In quello stesso bollettino dell’Iss si trovano statistiche sulle quali non si può mentire, e che Belpietro dimentica di citare, forse perché dimostrano che i vaccini sono efficaci eccome.
Quando ti ammali di Covid grave e ti devono ricoverare in ospedale o addirittura in terapia intensiva, o peggio ancora muori, non sei tu che decidi se comunicarlo o no. I medici lo notificano allo stato, e basta.
La figura 25 del bollettino e le relative tabelle dimostrano che chi è vaccinato ha una probabilità tre volte inferiore di finire in ospedale o in terapia intensiva e sei volte inferiore di morire rispetto a chi non è vaccinato; per certe classi di età il rischio è ancora minore: per esempio, chi è vaccinato e ha più di 70 anni corre un rischio di morire di Covid dieci volte inferiore a un non vaccinato.

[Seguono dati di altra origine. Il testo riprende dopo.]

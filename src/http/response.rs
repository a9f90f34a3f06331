//! # Construcción de Respuestas HTTP
//!
//! Este módulo proporciona una API para construir respuestas HTTP de forma
//! programática y convertirlas a bytes para enviar al cliente.
//!
//! ## Formato de una respuesta
//!
//! ```text
//! HTTP/1.1 200 OK\r\n
//! Date: Sun, 18 Oct 2026 10:00:00 GMT\r\n
//! Connection: close\r\n
//! Server: simple_http\r\n
//! Content-Length: 5\r\n
//! \r\n
//! hello
//! ```
//!
//! ## Ejemplo de uso
//!
//! ```
//! use simple_http::http::{Response, StatusCode};
//!
//! let mut response = Response::new(StatusCode::Ok)
//!     .with_header("Content-Type", "text/plain")
//!     .with_body("Hello");
//!
//! let bytes = response.to_bytes();
//! assert!(bytes.ends_with(b"\r\n\r\nHello"));
//! ```

use super::StatusCode;
use std::time::SystemTime;

/// Valor por defecto del header `Server`
pub const DEFAULT_SERVER_NAME: &str = "simple_http";

/// Versión usada en la status line si nadie la cambia
pub const DEFAULT_VERSION: &str = "HTTP/1.1";

/// Representa una respuesta HTTP completa
///
/// Toda respuesta nace con `Date`, `Connection: close` y `Server`.
/// `Content-Length` se agrega al serializar si el llamador no lo fijó.
#[derive(Debug, Clone)]
pub struct Response {
    /// Código de estado HTTP (200, 404, etc.)
    status: StatusCode,

    /// Versión de la status line (ej: "HTTP/1.1")
    version: String,

    /// Headers en el orden en que se fijaron; un nombre aparece una sola vez
    headers: Vec<(String, String)>,

    /// Cuerpo de la respuesta, binario
    body: Vec<u8>,
}

impl Response {
    /// Crea una nueva respuesta vacía con los headers por defecto
    ///
    /// # Ejemplo
    /// ```
    /// use simple_http::http::{Response, StatusCode};
    ///
    /// let response = Response::new(StatusCode::Ok);
    /// assert_eq!(response.header("Connection"), Some("close"));
    /// assert!(response.header("Date").is_some());
    /// ```
    pub fn new(status: StatusCode) -> Self {
        let mut response = Self {
            status,
            version: DEFAULT_VERSION.to_string(),
            headers: Vec::new(),
            body: Vec::new(),
        };

        response.add_header("Date", &httpdate::fmt_http_date(SystemTime::now()));
        response.add_header("Connection", "close");
        response.add_header("Server", DEFAULT_SERVER_NAME);
        response
    }

    /// Crea una respuesta 200 OK con el body indicado
    pub fn ok(body: impl Into<Vec<u8>>) -> Self {
        Self::new(StatusCode::Ok).with_body_bytes(body.into())
    }

    /// Crea una respuesta con body HTML
    pub fn html(status: StatusCode, body: &str) -> Self {
        Self::new(status)
            .with_header("Content-Type", "text/html; charset=utf-8")
            .with_body(body)
    }

    /// Agrega un header a la respuesta
    ///
    /// Si el header ya existe (sin distinguir mayúsculas), se sobrescribe.
    pub fn with_header(mut self, name: &str, value: &str) -> Self {
        self.add_header(name, value);
        self
    }

    /// Agrega un header a una respuesta existente (versión mutable)
    pub fn add_header(&mut self, name: &str, value: &str) {
        match self
            .headers
            .iter_mut()
            .find(|(key, _)| key.eq_ignore_ascii_case(name))
        {
            Some(entry) => entry.1 = value.to_string(),
            None => self.headers.push((name.to_string(), value.to_string())),
        }
    }

    /// Elimina un header si existe
    pub fn remove_header(&mut self, name: &str) {
        self.headers.retain(|(key, _)| !key.eq_ignore_ascii_case(name));
    }

    /// Establece el cuerpo de la respuesta desde un string
    pub fn with_body(self, body: &str) -> Self {
        self.with_body_bytes(body.as_bytes().to_vec())
    }

    /// Establece el cuerpo de la respuesta desde bytes
    ///
    /// Útil para respuestas binarias (imágenes, archivos, rangos).
    pub fn with_body_bytes(mut self, body: Vec<u8>) -> Self {
        self.body = body;
        self
    }

    /// Reemplaza el body
    pub fn set_body(&mut self, body: Vec<u8>) {
        self.body = body;
    }

    /// Cambia el código de estado
    pub fn set_status(&mut self, status: StatusCode) {
        self.status = status;
    }

    /// Cambia la versión de la status line (ej: "HTTP/1.0")
    pub fn set_version(&mut self, version: &str) {
        self.version = version.to_string();
    }

    /// Convierte la respuesta a bytes listos para enviar por el socket
    ///
    /// - Status line: `HTTP/1.1 200 OK\r\n`
    /// - Headers: `Header-Name: Value\r\n`, en el orden en que se fijaron
    /// - Línea vacía: `\r\n`
    /// - Body: contenido binario, sin recodificar
    ///
    /// Si no hay `Content-Length`, se calcula aquí una sola vez y queda fijo:
    /// cambiar el body después no lo actualiza.
    pub fn to_bytes(&mut self) -> Vec<u8> {
        if self.header("Content-Length").is_none() {
            let length = self.body.len().to_string();
            self.headers.push(("Content-Length".to_string(), length));
        }

        let mut head = format!("{} {}\r\n", self.version, self.status);
        for (name, value) in &self.headers {
            head.push_str(name);
            head.push_str(": ");
            head.push_str(value);
            head.push_str("\r\n");
        }
        head.push_str("\r\n");

        let mut result = Vec::with_capacity(head.len() + self.body.len());
        result.extend_from_slice(head.as_bytes());
        result.extend_from_slice(&self.body);
        result
    }

    /// Obtiene el código de estado de la respuesta
    pub fn status(&self) -> StatusCode {
        self.status
    }

    /// Versión de la status line
    pub fn version(&self) -> &str {
        &self.version
    }

    /// Obtiene un header por nombre, sin distinguir mayúsculas
    pub fn header(&self, name: &str) -> Option<&str> {
        self.headers
            .iter()
            .find(|(key, _)| key.eq_ignore_ascii_case(name))
            .map(|(_, value)| value.as_str())
    }

    /// Obtiene una referencia a los headers
    pub fn headers(&self) -> &[(String, String)] {
        &self.headers
    }

    /// Obtiene una referencia al body
    pub fn body(&self) -> &[u8] {
        &self.body
    }
}

/// Representación textual para depuración
///
/// **No usar para enviar datos**: el body se convierte con pérdida a UTF-8 y
/// los contenidos binarios quedan corruptos. Para el socket usar
/// [`Response::to_bytes`].
impl std::fmt::Display for Response {
    fn fmt(&self, f: &mut std::fmt::Formatter<'_>) -> std::fmt::Result {
        write!(f, "{} {}\r\n", self.version, self.status)?;
        for (name, value) in &self.headers {
            write!(f, "{}: {}\r\n", name, value)?;
        }
        if self.header("Content-Length").is_none() {
            write!(f, "Content-Length: {}\r\n", self.body.len())?;
        }
        write!(f, "\r\n{}", String::from_utf8_lossy(&self.body))
    }
}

Lo stesso bollettino dimostra che la quarta dose protegge in maniera efficientissima dalla malattia grave e dalla morte.
Ma c’è di più. Nello stesso articolo, Belpietro scrive: «Aggiungo una ulteriore considerazione per i tanti che ancora si impalcano a distribuire lezioni a chi ha ritenuto liberamente di non vaccinarsi. Secondo uno studio del Journal of Clinical Medicine, l’immunità naturale, cioè quella conseguita da chi si è ammalato di Covid ed è guarito, dura più a lungo di quella indotta dai vaccini».
Lo studio antiscientifico
Chiariamo alcune cose. Per prima cosa, lo “studio” a cui fa riferimento Belpietro non è uno studio. Gli “scienziati” citati del Belpietro non hanno fatto uno studio, cioè una analisi statistica su una popolazione. No.
Alcuni “studiosi” italiani, molti dei quali ignoti alla comunità scientifica, hanno pubblicato un articolo dal titolo: “SARS-CoV-2- il ruolo dell’immunità naturale: una revisione narrativa”, e che quindi – come scrivono loro stessi – è una “revisione narrativa” e non uno studio.

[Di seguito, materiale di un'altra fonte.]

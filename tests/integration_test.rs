//! Tests de integración para el servidor HTTP
//! tests/integration_test.rs
//!
//! Cada test levanta su propio servidor en un puerto efímero, en un thread
//! de fondo, y le habla con bytes crudos por TCP.

use simple_http::config::Config;
use simple_http::handlers::FileHandler;
use simple_http::http::{Request, Response};
use simple_http::router::Router;
use simple_http::server::Server;
use std::fs;
use std::io::{Read, Write};
use std::net::{SocketAddr, TcpStream};
use std::thread;
use std::time::Duration;
use tempfile::TempDir;

/// Sitio de prueba con un index, un archivo de dígitos y uno binario
fn site() -> TempDir {
    let dir = tempfile::tempdir().unwrap();
    fs::write(dir.path().join("index.html"), b"YAY!!!").unwrap();
    fs::write(dir.path().join("digits.txt"), b"0123456789").unwrap();
    fs::write(dir.path().join("blob.bin"), [0u8, 13, 10, 13, 10, 255, 0]).unwrap();
    dir
}

/// Levanta un servidor con el router indicado y retorna su dirección
fn start_server(router: Router) -> SocketAddr {
    let config = Config {
        port: 0,
        server_name: "integration/1.0".to_string(),
        ..Config::default()
    };

    let mut server = Server::new(config, router);
    let addr = server.bind().expect("bind");

    thread::spawn(move || {
        let _ = server.run();
    });

    addr
}

/// Router que sirve el sitio solo para paths con extensión
fn file_router(dir: &TempDir) -> Router {
    let mut router = Router::new();
    router
        .register(r"^((/|[a-zA-Z0-9]+))+\.[a-zA-Z0-9]+$", FileHandler::new(dir.path()))
        .unwrap();
    router
}

/// Helper: envía bytes crudos y retorna la response completa
fn send_raw(addr: SocketAddr, raw: &[u8]) -> Vec<u8> {
    let mut stream = TcpStream::connect(addr).expect("connect");
    stream.set_read_timeout(Some(Duration::from_secs(5))).unwrap();
    stream.set_write_timeout(Some(Duration::from_secs(5))).unwrap();

    stream.write_all(raw).unwrap();
    stream.flush().unwrap();

    let mut response = Vec::new();
    stream.read_to_end(&mut response).unwrap();
    response
}

fn send_request(addr: SocketAddr, raw: &str) -> String {
    String::from_utf8_lossy(&send_raw(addr, raw.as_bytes())).into_owned()
}

/// Separa status line + headers del body
fn split_response(response: &[u8]) -> (String, Vec<u8>) {
    let pos = response
        .windows(4)
        .position(|w| w == b"\r\n\r\n")
        .expect("header terminator");
    (
        String::from_utf8_lossy(&response[..pos]).into_owned(),
        response[pos + 4..].to_vec(),
    )
}

// ==================== Archivos ====================

#[test]
fn test_serves_default_document() {
    let dir = site();
    let addr = start_server(file_router(&dir));

    let response = send_request(addr, "GET / HTTP/1.1\r\nHost: localhost\r\n\r\n");

    assert!(response.starts_with("HTTP/1.1 200 OK\r\n"), "got: {}", response);
    assert!(response.contains("Content-Length: 6\r\n"));
    assert!(response.contains("Content-Type: text/html\r\n"));
    assert!(response.ends_with("\r\n\r\nYAY!!!"));
}

#[test]
fn test_serves_named_file() {
    let dir = site();
    let addr = start_server(file_router(&dir));

    let response = send_request(addr, "GET /digits.txt HTTP/1.1\r\n\r\n");

    assert!(response.starts_with("HTTP/1.1 200 OK\r\n"));
    assert!(response.contains("Accept-Ranges: bytes\r\n"));
    assert!(response.ends_with("0123456789"));
}

#[test]
fn test_range_request() {
    let dir = site();
    let addr = start_server(file_router(&dir));

    let response = send_request(addr, "GET /digits.txt HTTP/1.1\r\nRange: bytes=2-4\r\n\r\n");

    assert!(response.starts_with("HTTP/1.1 206 Partial Content\r\n"));
    assert!(response.contains("Content-Range: bytes 2-4/10\r\n"));
    assert!(response.contains("Content-Length: 3\r\n"));
    assert!(response.ends_with("\r\n\r\n234"));
}

#[test]
fn test_invalid_range_is_400() {
    let dir = site();
    let addr = start_server(file_router(&dir));

    let response = send_request(addr, "GET /digits.txt HTTP/1.1\r\nRange: bytes=7-3\r\n\r\n");

    assert!(response.starts_with("HTTP/1.1 400 Bad Request\r\n"));
}

#[test]
fn test_binary_body_is_intact() {
    let dir = site();
    let addr = start_server(file_router(&dir));

    let response = send_raw(addr, b"GET /blob.bin HTTP/1.1\r\n\r\n");
    let (head, body) = split_response(&response);

    assert!(head.contains("Content-Length: 7"));
    assert_eq!(body, vec![0u8, 13, 10, 13, 10, 255, 0]);
}

#[test]
fn test_missing_file_is_404() {
    let dir = site();
    let addr = start_server(file_router(&dir));

    let response = send_request(addr, "GET /nothing.txt HTTP/1.1\r\n\r\n");

    assert!(response.starts_with("HTTP/1.1 404 Not Found\r\n"));
}

// ==================== Routing ====================

#[test]
fn test_no_matching_route_is_501() {
    let mut router = Router::new();
    router
        .register("^/api", |_req: &Request| -> simple_http::Result<Response> {
            Ok(Response::ok("api"))
        })
        .unwrap();
    let addr = start_server(router);

    let response = send_request(addr, "GET /missing.txt HTTP/1.1\r\n\r\n");

    assert!(response.starts_with("HTTP/1.1 501 Not Implemented\r\n"));
    assert!(response.contains("/missing.txt"));
}

#[test]
fn test_longest_match_over_tcp() {
    let mut router = Router::new();
    router
        .register("^/", |_req: &Request| -> simple_http::Result<Response> {
            Ok(Response::ok("root"))
        })
        .unwrap();
    router
        .register("^/docs/.*", |_req: &Request| -> simple_http::Result<Response> {
            Ok(Response::ok("docs"))
        })
        .unwrap();
    let addr = start_server(router);

    assert!(send_request(addr, "GET /docs/a.html HTTP/1.1\r\n\r\n").ends_with("docs"));
    assert!(send_request(addr, "GET /other HTTP/1.1\r\n\r\n").ends_with("root"));
}

#[test]
fn test_handler_sees_body_and_query() {
    let mut router = Router::new();
    router
        .register("^/echo$", |req: &Request| -> simple_http::Result<Response> {
            let body = String::from_utf8_lossy(req.body().unwrap_or_default()).into_owned();
            Ok(Response::ok(format!("{}|{}", req.query_string(), body)))
        })
        .unwrap();
    let addr = start_server(router);

    let response = send_request(
        addr,
        "POST /echo?x=1 HTTP/1.1\r\nContent-Length: 5\r\n\r\nhello",
    );

    assert!(response.ends_with("x=1|hello"), "got: {}", response);
}

#[test]
fn test_caller_content_length_is_kept() {
    let mut router = Router::new();
    router
        .register(".*", |_req: &Request| -> simple_http::Result<Response> {
            Ok(Response::ok("abc").with_header("Content-Length", "3"))
        })
        .unwrap();
    let addr = start_server(router);

    let response = send_request(addr, "GET /x HTTP/1.1\r\n\r\n");

    assert_eq!(response.matches("Content-Length").count(), 1);
}

// ==================== Errores y headers ====================

#[test]
fn test_unsupported_method_is_400() {
    let dir = site();
    let addr = start_server(file_router(&dir));

    let response = send_request(addr, "BREW /pot HTTP/1.1\r\n\r\n");

    assert!(response.starts_with("HTTP/1.1 400 Bad Request\r\n"));
}

#[test]
fn test_common_headers() {
    let dir = site();
    let addr = start_server(file_router(&dir));

    let response = send_request(addr, "GET /digits.txt HTTP/1.1\r\n\r\n");

    assert!(response.contains("Server: integration/1.0\r\n"));
    assert!(response.contains("Connection: close\r\n"));
    assert!(response.contains("Date: "));
}

#[test]
fn test_concurrent_connections() {
    let dir = site();
    let addr = start_server(file_router(&dir));

    let clients: Vec<_> = (0..8)
        .map(|_| thread::spawn(move || send_request(addr, "GET /digits.txt HTTP/1.1\r\n\r\n")))
        .collect();

    for client in clients {
        let response = client.join().unwrap();
        assert!(response.starts_with("HTTP/1.1 200 OK\r\n"));
    }
}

Cioè, hanno preso alcuni articoli scientifici alla rinfusa, molti dei quali di scarso valore scientifico, e senza uno straccio di analisi statistica hanno dedotto che l’immunità naturale indotta dal Covid dura più di quella indotta dal vaccino.

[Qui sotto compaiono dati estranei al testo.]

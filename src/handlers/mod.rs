//! # Handlers incluidos
//! src/handlers/mod.rs
//!
//! Implementaciones de [`Handler`](crate::router::Handler) listas para
//! registrar en el router:
//!
//! - [`FileHandler`]: sirve archivos de un directorio, con soporte de rangos
//! - [`CatchAllHandler`]: responde 404 a todo; se registra con `.*` para
//!   ocultar los 501 de rutas sin handler
//! - [`HandlerMissingHandler`]: el 501 que usa el router cuando nada coincide

pub mod file;

pub use file::FileHandler;

use crate::error::Result;
use crate::http::{pages, Request, Response};
use crate::router::Handler;

/// Responde 404 Not Found a cualquier request
#[derive(Debug, Clone, Copy, Default)]
pub struct CatchAllHandler;

impl Handler for CatchAllHandler {
    fn handle(&self, _request: &Request) -> Result<Response> {
        Ok(pages::not_found())
    }
}

/// Responde 501 Not Implemented nombrando el path sin handler
#[derive(Debug, Clone)]
pub struct HandlerMissingHandler {
    path: String,
}

impl HandlerMissingHandler {
    pub fn new(path: impl Into<String>) -> Self {
        Self { path: path.into() }
    }
}

impl Handler for HandlerMissingHandler {
    fn handle(&self, _request: &Request) -> Result<Response> {
        Ok(pages::handler_missing(&self.path))
    }
}

#[cfg(test)]
mod tests {
    use super::*;
    use crate::http::StatusCode;
    use crate::router::Router;

    #[test]
    fn test_catch_all_is_404() {
        let request = Request::parse(b"GET /whatever HTTP/1.1\r\n\r\n").unwrap();
        let response = CatchAllHandler.handle(&request).unwrap();

        assert_eq!(response.status(), StatusCode::NotFound);
    }

    #[test]
    fn test_catch_all_hides_missing_handler() {
        let mut router = Router::new();
        router.register(".*", CatchAllHandler).unwrap();

        let request = Request::parse(b"GET /nothing/here HTTP/1.1\r\n\r\n").unwrap();
        let response = router.route(&request).unwrap();

        assert_eq!(response.status(), StatusCode::NotFound);
    }

    #[test]
    fn test_handler_missing_names_path() {
        let request = Request::parse(b"GET /missing.txt HTTP/1.1\r\n\r\n").unwrap();
        let response = HandlerMissingHandler::new(request.path())
            .handle(&request)
            .unwrap();
        let body = String::from_utf8(response.body().to_vec()).unwrap();

        assert_eq!(response.status(), StatusCode::NotImplemented);
        assert!(body.contains("/missing.txt"));
    }
}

Invece, decine e decine di articoli scientifici provano che l’immunità indotta dal vaccino è più efficace e duratura di quella indotta dalla infezione del virus.
Poi, quella su cui è pubblicato l’articolo non è una rivista scientifica vera e propria – difatti non è catalogata su Pubmed, il database della scienza – ma una rivista predatoria, dove chiunque può pubblicare un articolo sborsando pochi dollari.
Che ne so, io potrei scrivere uno “studio” in cui affermo che mangiare merluzzo previene il Covid, dato che la vitamina D contenuta nel pesce fortifica il sistema immunitario, e se pago lo potrei tranquillamente pubblicare su una rivista predatoria.
E gli autori di quello studio? Il primo autore è la dottoressa Sara Diani, una omeopata della scuola di musicoterapia dell’università Jean Monnet di Padova, ignota alla scienza; e tra gli altri figurano il dottor Eugenio Serravalle, noto medico No-vax, e il dottor Alberto Donzelli, della Fondazione Allineare Sanità e Salute. Ecco, allineiamo sanità e salute, così magari scopriamo che suonare il flauto dolce previene il Covid.